Content starts

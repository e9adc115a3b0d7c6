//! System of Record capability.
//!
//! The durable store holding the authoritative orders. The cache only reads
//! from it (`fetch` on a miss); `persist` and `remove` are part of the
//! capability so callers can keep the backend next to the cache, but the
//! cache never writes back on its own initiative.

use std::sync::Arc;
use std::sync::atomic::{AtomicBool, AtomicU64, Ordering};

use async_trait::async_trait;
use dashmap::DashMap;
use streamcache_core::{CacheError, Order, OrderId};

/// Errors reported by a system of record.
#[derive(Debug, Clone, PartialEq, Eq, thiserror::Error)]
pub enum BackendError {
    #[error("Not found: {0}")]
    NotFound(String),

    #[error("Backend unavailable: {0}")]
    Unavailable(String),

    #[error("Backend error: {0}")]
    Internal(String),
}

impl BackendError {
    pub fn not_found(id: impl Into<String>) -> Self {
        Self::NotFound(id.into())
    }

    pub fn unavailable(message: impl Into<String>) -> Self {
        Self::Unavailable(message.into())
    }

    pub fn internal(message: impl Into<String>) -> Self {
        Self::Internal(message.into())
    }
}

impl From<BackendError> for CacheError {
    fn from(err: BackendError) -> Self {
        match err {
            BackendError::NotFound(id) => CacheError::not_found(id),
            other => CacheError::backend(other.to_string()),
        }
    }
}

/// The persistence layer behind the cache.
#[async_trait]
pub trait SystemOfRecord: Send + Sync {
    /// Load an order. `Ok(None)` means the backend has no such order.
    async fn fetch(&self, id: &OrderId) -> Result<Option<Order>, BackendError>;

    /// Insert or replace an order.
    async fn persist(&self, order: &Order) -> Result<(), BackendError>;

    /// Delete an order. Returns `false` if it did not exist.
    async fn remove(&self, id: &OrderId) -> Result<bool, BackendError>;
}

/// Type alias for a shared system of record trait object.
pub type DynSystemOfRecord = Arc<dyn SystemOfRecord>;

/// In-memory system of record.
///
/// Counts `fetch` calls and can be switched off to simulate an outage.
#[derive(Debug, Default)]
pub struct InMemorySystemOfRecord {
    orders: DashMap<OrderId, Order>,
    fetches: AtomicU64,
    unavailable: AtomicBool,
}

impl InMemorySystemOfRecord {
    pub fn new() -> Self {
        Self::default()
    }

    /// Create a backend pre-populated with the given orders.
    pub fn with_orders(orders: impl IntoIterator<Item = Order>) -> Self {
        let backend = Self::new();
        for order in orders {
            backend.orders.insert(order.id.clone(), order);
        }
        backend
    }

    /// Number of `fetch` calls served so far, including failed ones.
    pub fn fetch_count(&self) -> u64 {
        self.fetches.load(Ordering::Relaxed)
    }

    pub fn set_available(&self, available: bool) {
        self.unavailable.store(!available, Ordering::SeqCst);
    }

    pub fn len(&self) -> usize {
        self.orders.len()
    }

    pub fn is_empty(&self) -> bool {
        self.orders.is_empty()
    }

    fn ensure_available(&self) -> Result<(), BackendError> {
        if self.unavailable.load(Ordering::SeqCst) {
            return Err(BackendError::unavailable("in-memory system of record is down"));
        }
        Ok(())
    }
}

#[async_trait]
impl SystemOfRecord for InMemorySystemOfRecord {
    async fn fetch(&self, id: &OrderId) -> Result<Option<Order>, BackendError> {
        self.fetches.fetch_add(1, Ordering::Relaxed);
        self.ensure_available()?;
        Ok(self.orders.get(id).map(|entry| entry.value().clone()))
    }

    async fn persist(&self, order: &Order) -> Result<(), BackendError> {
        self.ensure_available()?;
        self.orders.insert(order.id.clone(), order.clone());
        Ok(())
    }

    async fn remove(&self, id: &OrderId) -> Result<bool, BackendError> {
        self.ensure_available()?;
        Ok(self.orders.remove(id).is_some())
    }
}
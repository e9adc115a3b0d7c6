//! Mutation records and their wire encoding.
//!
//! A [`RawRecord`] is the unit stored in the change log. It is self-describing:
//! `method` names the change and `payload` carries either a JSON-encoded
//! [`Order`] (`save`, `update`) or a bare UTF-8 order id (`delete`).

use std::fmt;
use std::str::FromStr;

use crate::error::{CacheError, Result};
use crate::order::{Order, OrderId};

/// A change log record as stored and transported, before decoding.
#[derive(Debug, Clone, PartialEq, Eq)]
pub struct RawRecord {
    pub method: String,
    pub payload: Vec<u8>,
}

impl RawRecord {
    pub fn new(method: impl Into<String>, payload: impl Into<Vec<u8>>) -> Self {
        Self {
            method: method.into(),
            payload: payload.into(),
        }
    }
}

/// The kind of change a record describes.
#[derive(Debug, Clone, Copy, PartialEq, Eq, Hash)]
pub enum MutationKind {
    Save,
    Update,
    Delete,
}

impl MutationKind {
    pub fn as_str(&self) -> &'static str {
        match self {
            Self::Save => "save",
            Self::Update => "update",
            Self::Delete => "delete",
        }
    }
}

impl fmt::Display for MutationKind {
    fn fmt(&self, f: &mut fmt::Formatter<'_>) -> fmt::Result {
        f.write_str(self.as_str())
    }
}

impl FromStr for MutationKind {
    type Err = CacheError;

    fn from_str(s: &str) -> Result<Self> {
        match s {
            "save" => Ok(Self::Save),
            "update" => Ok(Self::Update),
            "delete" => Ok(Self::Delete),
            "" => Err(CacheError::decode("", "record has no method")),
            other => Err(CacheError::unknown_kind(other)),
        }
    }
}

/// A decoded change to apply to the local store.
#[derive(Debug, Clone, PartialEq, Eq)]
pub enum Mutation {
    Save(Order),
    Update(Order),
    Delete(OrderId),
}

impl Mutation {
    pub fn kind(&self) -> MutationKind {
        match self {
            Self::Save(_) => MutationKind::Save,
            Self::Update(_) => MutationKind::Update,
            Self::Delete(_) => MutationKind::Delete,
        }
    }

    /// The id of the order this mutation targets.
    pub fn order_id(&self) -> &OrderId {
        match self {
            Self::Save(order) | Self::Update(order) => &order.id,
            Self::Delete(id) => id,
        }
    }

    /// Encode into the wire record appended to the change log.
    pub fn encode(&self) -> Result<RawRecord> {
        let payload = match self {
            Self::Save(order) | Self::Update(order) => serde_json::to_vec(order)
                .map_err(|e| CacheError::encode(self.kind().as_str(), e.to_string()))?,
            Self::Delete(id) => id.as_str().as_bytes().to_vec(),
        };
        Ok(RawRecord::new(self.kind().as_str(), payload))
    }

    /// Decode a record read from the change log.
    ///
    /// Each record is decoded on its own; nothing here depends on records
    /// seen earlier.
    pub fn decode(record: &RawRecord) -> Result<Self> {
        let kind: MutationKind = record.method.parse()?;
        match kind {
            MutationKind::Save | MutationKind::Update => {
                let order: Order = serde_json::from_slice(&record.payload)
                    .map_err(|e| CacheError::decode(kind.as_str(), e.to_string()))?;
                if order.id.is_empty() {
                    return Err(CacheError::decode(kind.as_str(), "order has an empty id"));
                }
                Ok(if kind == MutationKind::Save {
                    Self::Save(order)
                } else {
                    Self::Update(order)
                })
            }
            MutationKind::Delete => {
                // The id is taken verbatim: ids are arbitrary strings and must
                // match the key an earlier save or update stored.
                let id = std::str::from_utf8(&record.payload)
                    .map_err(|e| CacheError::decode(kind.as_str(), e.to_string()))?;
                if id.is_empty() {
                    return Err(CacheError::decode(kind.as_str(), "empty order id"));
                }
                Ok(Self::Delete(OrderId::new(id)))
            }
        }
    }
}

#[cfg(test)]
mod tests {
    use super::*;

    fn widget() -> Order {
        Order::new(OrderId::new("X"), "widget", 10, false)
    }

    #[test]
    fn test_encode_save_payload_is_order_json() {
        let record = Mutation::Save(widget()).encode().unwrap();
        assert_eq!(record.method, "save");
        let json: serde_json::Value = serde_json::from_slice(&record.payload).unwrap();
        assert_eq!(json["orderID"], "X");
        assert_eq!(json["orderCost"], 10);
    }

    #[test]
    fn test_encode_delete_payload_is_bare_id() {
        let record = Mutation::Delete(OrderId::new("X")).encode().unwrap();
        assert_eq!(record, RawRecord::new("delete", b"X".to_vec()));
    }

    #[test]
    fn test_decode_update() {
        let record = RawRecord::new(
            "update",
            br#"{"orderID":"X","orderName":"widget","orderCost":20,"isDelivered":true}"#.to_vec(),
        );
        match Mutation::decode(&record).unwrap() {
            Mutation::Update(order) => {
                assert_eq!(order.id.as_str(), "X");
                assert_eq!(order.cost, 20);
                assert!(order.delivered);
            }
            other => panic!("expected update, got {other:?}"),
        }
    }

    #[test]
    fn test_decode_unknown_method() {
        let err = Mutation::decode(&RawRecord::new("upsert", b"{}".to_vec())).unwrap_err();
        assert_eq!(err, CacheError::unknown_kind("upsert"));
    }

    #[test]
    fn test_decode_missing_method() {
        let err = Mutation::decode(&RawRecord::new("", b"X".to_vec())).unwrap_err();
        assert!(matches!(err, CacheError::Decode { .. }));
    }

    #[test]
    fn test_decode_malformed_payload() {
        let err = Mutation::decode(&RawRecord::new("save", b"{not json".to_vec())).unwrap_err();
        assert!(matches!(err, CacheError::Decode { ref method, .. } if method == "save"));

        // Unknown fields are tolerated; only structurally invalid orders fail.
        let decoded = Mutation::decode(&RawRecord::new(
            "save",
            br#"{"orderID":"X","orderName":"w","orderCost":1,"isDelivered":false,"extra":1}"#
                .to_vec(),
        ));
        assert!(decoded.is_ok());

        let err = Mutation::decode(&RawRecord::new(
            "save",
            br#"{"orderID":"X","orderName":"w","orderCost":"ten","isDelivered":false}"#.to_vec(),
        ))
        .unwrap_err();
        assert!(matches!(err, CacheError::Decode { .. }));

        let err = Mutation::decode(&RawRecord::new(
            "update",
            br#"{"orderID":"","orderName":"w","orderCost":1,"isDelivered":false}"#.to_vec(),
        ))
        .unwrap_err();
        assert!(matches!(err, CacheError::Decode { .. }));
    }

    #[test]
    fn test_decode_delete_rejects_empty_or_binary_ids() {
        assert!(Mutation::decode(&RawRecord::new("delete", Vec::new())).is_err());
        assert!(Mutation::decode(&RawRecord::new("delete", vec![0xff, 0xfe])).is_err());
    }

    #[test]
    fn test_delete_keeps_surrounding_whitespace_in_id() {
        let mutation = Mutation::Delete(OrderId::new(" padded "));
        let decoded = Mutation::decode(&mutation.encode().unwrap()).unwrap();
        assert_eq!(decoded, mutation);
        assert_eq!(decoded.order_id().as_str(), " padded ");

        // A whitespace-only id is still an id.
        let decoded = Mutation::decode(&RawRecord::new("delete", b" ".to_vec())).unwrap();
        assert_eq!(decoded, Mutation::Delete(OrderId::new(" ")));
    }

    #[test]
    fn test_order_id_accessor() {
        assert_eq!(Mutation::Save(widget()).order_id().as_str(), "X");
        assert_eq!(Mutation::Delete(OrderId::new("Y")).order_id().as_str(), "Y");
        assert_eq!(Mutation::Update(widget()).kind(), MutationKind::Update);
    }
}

Content ends

§ **TASK TO COMPLETE**
Print the records verbatim, stopping after the "record trait object." line.

§ **EXERCISE RESPONSE**
repository e9adc115a3b0d7c6
//! System of Record capability.
//!
//! The durable store holding the authoritative orders. The cache only reads
//! from it (`fetch` on a miss); `persist` and `remove` are part of the
//! capability so callers can keep the backend next to the cache, but the
//! cache never writes back on its own initiative.

use std::sync::Arc;
use std::sync::atomic::{AtomicBool, AtomicU64, Ordering};

use async_trait::async_trait;
use dashmap::DashMap;
use streamcache_core::{CacheError, Order, OrderId};

/// Errors reported by a system of record.
#[derive(Debug, Clone, PartialEq, Eq, thiserror::Error)]
pub enum BackendError {
    #[error("Not found: {0}")]
    NotFound(String),

    #[error("Backend unavailable: {0}")]
    Unavailable(String),

    #[error("Backend error: {0}")]
    Internal(String),
}

impl BackendError {
    pub fn not_found(id: impl Into<String>) -> Self {
        Self::NotFound(id.into())
    }

    pub fn unavailable(message: impl Into<String>) -> Self {
        Self::Unavailable(message.into())
    }

    pub fn internal(message: impl Into<String>) -> Self {
        Self::Internal(message.into())
    }
}

impl From<BackendError> for CacheError {
    fn from(err: BackendError) -> Self {
        match err {
            BackendError::NotFound(id) => CacheError::not_found(id),
            other => CacheError::backend(other.to_string()),
        }
    }
}

/// The persistence layer behind the cache.
#[async_trait]
pub trait SystemOfRecord: Send + Sync {
    /// Load an order. `Ok(None)` means the backend has no such order.
    async fn fetch(&self, id: &OrderId) -> Result<Option<Order>, BackendError>;

    /// Insert or replace an order.
    async fn persist(&self, order: &Order) -> Result<(), BackendError>;

    /// Delete an order. Returns `false` if it did not exist.
    async fn remove(&self, id: &OrderId) -> Result<bool, BackendError>;
}

/// Type alias for a shared system of record trait object.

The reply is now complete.